Shilpa Ray
Door Girl
[
Northern Spy/ Audioglobe
2017]

shilparay.net

File Under: New York City Blues

di Yuri Susanna (27/11/2017)

Dalla copertina del suo secondo disco solista Shilpa Ray ammicca al nostro immaginario dei tardi anni '70, quando il verbo rock rimava con le strade in bianco e nero della metropoli e le chitarre erano armi improprie che fendevano l'aria satura di neon della Bowery o i contorni umidi dei marciapiedi del Bronx. Artista giovane ma spiritualmente legata alla cultura newyorchese della prima new wave, la Ray compie un'operazione che sta tra la nostalgia del passato e l'aggiornamento al presente di quella mitopoiesi che da sempre aleggia intorno alla città di New York. Alla prima - la nostalgia - rimanda il linguaggio utilizzato, che parte da un rock nervoso e affilato che mastica insieme Television e Patti Smith Group in un bolo di ancestrale rassegnazione blues (la sua voce) e nichilismo punk (le sue parole) e approda a un romanticismo noir virato camp - tra il musical di Broadway e le New York Dolls.

Il secondo - l'aggiornamento - è affidato al punto di vista della poetessa/narratrice, che spinge lo sguardo nei bar del Lower East Side, negli appartamenti in affitto, nei treni di pendolari della MTA e nei magazzini del lavoro precario e sottopagato. "Work Work Work/Die Die Die" è la sardonica constatazione che accompagna l'indolenza quasi-reggae di Add Value/Add Time e riassume la realtà in cui si muove la voce narrante. Canta in prima persona, Shilpa Ray, ma nei suoi versi si coagula l'ansia generazionale di chi deve arrivare alla fine del mese in una città che ti spreme l'anima lasciandoti vuoto e spaventato. In cui il sogno dell'easy money si è ridotto alla pura necessità di sopravvivenza, in un contesto freddo, brutale e senza via d'uscita. E' l'anima della New York di oggi che, come sempre accade nel mito, è figura di qualcosa di più ampio, forse dell'anima del mondo occidentale tutto, beatamente smarrito in un sogno narcotico di opulenza. Rovesciando come un guanto l'urlo ginsberghiano, la canzone più affilata e punk del disco, EMT Police and Fire Department, prova a svegliarci dal torpore: "These are not the best minds of my generation/Destroyed by madness/Hysterical naked/These are not the best minds".

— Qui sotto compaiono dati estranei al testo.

//! The fixed list of assets fetched at install time.

use url::Url;

use super::WorkerError;

/// Version tag of the cache store. Bump it whenever the manifest or the
/// caching policy changes so the next activation drops the old store.
pub const DEFAULT_CACHE_VERSION: &str = "dossier-pwa-v1";

/// Page served to navigations that fail while offline.
pub const DEFAULT_OFFLINE_PAGE: &str = "/offline/";

pub const DEFAULT_PRECACHE: [&str; 4] = [
  "/offline/",
  "/static/manifest.json",
  "/static/dossier_icon.png",
  "/static/css/dist/styles.css",
];

/// Ordered, de-duplicated set of URLs to precache, relative to the worker's
/// origin. Always contains the offline page.
#[derive(Debug, Clone, PartialEq, Eq)]
pub struct PrecacheManifest {
  urls: Vec<String>,
  offline_page: String,
}

impl PrecacheManifest {
  pub fn new<I, S>(urls: I, offline_page: impl Into<String>) -> Result<Self, WorkerError>
  where
    I: IntoIterator<Item = S>,
    S: Into<String>,
  {
    let mut deduped: Vec<String> = Vec::new();
    for url in urls {
      let url = url.into();
      if url.trim().is_empty() {
        return Err(WorkerError::InvalidManifest("empty URL".to_string()));
      }
      if !deduped.contains(&url) {
        deduped.push(url);
      }
    }

    let offline_page = offline_page.into();
    if !deduped.contains(&offline_page) {
      return Err(WorkerError::InvalidManifest(format!(
        "offline page {} is not precached",
        offline_page
      )));
    }

    Ok(Self {
      urls: deduped,
      offline_page,
    })
  }

  pub fn urls(&self) -> &[String] {
    &self.urls
  }

  pub fn offline_page(&self) -> &str {
    &self.offline_page
  }

  /// Absolute URLs of every entry, in manifest order.
  pub fn resolve(&self, scope: &Url) -> Result<Vec<Url>, WorkerError> {
    self.urls.iter().map(|url| join(scope, url)).collect()
  }

  pub fn offline_url(&self, scope: &Url) -> Result<Url, WorkerError> {
    join(scope, &self.offline_page)
  }
}

impl Default for PrecacheManifest {
  fn default() -> Self {
    Self {
      urls: DEFAULT_PRECACHE.iter().map(|s| s.to_string()).collect(),
      offline_page: DEFAULT_OFFLINE_PAGE.to_string(),
    }
  }
}

fn join(scope: &Url, url: &str) -> Result<Url, WorkerError> {
  scope.join(url).map_err(|source| WorkerError::InvalidUrl {
    url: url.to_string(),
    source,
  })
}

Per mettere in scena quest'anima ferita, vecchi fremiti doo wop anni Cinquanta vengono rivestiti dei panni del garage rock revival mentre i talkin' di Patti Smith e Lou Reed si nascondono nel rap di Revelations of a Stamp Monkey. E' la voce della città, proteiforme ma in fondo sempre riconoscibile, con i suoi toni stridenti e i suoi vividi contrasti: come accade in Manhattanoid Creepozoids, dove una vicenda di violenza e stupro si stempera in una sorta di straniante cocktail lounge. La musica di Door Girl è una cartolina in bianco e nero spruzzata di vernice viola. Soprattutto, è un attraversamento dell'immaginario che non lascia prigionieri, in cui il rock si riappropria della funzione di rappresentare il mondo e non solo di occuparne il tempo. E' solo un'illusione - ma non è questo il compito dell'arte? - e dura solo 47 minuti, ma nessuno ci può impedire di riviverla quante volte vogliamo: è sufficiente far ripartire il disco da capo.